Short Course: Ranked Choice Voting in the U.S.A.

Yesterday’s Ranked Choice Voting in the U.S.A. presented several opportunities for debate which included proponents and skeptics showcasing their research from both sides. While a lot of these statistics included research from Bay Area elections, some of presenters looked to other countries, such as Australia, for influence on this voting process.

Ranked Choice Voting is a voting system which allows voters to rank candidates in order of preference, thereby allowing candidates to receive second or third choice support.

As one supporter in the short courses stated,”That’s like a really good grocery store. Not everyone should have to go in and eat the same thing.”

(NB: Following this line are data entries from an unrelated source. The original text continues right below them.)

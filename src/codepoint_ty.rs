use crate::error::{Error, Result};
use crate::utf16::{self, CodeUnits};
use std::{convert::TryFrom, fmt, str::FromStr};

/// A Unicode codepoint, keyed in storage by its hexadecimal string.
///
/// Any value in `0..=0x10FFFF` is accepted, surrogates included, because the
/// catalog is keyed by codepoint rather than by scalar value. Conversions to
/// text fail for the surrogate range.
#[derive(Copy, Clone, PartialEq, Eq, PartialOrd, Ord, Hash, serde::Serialize, serde::Deserialize)]
#[serde(try_from = "String", into = "String")]
pub struct Codepoint(u32);

impl Codepoint {
    /// Constructs a codepoint, returning `InvalidScalar` above U+10FFFF.
    pub fn from_scalar(v: u32) -> Result<Self> {
        if v > utf16::MAX_SCALAR {
            return Err(Error::InvalidScalar(v));
        }
        Ok(Codepoint(v))
    }

    /// Parses a hexadecimal codepoint string such as `1F600`.
    pub fn from_hex(hex: &str) -> Result<Self> {
        Self::from_scalar(utf16::hex_to_scalar(hex)?)
    }

    /// Retrieves the numeric value.
    pub fn value(self) -> u32 {
        self.0
    }

    /// The canonical key form: upper-case hex, at least four digits.
    pub fn to_hex(self) -> String {
        format!("{:04X}", self.0)
    }

    /// Retrieves the char this codepoint corresponds to, or `None` for surrogates.
    pub fn into_char(self) -> Option<char> {
        char::from_u32(self.0)
    }

    /// Returns whether this codepoint is usable as a character.
    pub fn is_scalar(self) -> bool {
        utf16::is_scalar(self.0)
    }

    /// The text this codepoint produces when typed.
    pub fn to_text(self) -> Result<String> {
        utf16::scalar_to_text(self.0)
    }

    /// The UTF-16 code units this codepoint produces, as a surrogate pair above U+FFFF.
    pub fn to_utf16(self) -> Result<CodeUnits> {
        utf16::scalar_to_utf16(self.0)
    }

    /// Returns the number of UTF-16 code units this codepoint needs, if it is a scalar.
    pub fn len_utf16(self) -> Option<usize> {
        self.is_scalar().then(|| utf16::len(self.0))
    }
}

impl From<char> for Codepoint {
    fn from(ch: char) -> Self {
        Codepoint(ch as u32)
    }
}

impl FromStr for Codepoint {
    type Err = Error;

    fn from_str(s: &str) -> Result<Self> {
        Self::from_hex(s)
    }
}

impl TryFrom<String> for Codepoint {
    type Error = Error;

    fn try_from(s: String) -> Result<Self> {
        Self::from_hex(&s)
    }
}

impl From<Codepoint> for String {
    fn from(cp: Codepoint) -> String {
        cp.to_hex()
    }
}

impl fmt::Display for Codepoint {
    fn fmt(&self, f: &mut fmt::Formatter<'_>) -> fmt::Result {
        write!(f, "{:04X}", self.0)
    }
}

impl fmt::Debug for Codepoint {
    fn fmt(&self, f: &mut fmt::Formatter<'_>) -> fmt::Result {
        write!(f, "Codepoint(U+{:04X})", self.0)
    }
}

The debate was very in-depth and presenters showcased their findings from both sides. One of the main advantages that supporters of rank choice voting continued to push was the fact that such voting actively reduced negative campaigning. Without ranked choice voting, there tends to be a lot more hostile, negative campaigning in an attempt to take down a candidate who is a front-runner. However, with one scale of several front-runners who may be ranked in a particular order, this amount of negative campaigning diminishes and, in extremely rare instances, there may be no front-runner which results in very positive campaigning since nobody knows the outcome.

Given these advantages, there was also evidence that ranked choice voting does not do as much to improve voter turnout and, in some cases, may even reduce voter turnout. One of these studies was on the average treatment of ranked voter turnout in a precinct-level analysis of San Francisco which showed that ranked choice voting did not significantly increase Asian and Latino turnout, although it did offer more significant increases to white and black voter turnout.

This same research also showed that ranked choice voting causes a decline in voter turnout among part of population with lower education levels and that it does not do enough to engage younger voters who are less likely to want more candidates from which to choose.

Both these debates and the studies are ongoing. While the disparities associated with race class voting may level off, they are still a source of doubt among skeptics.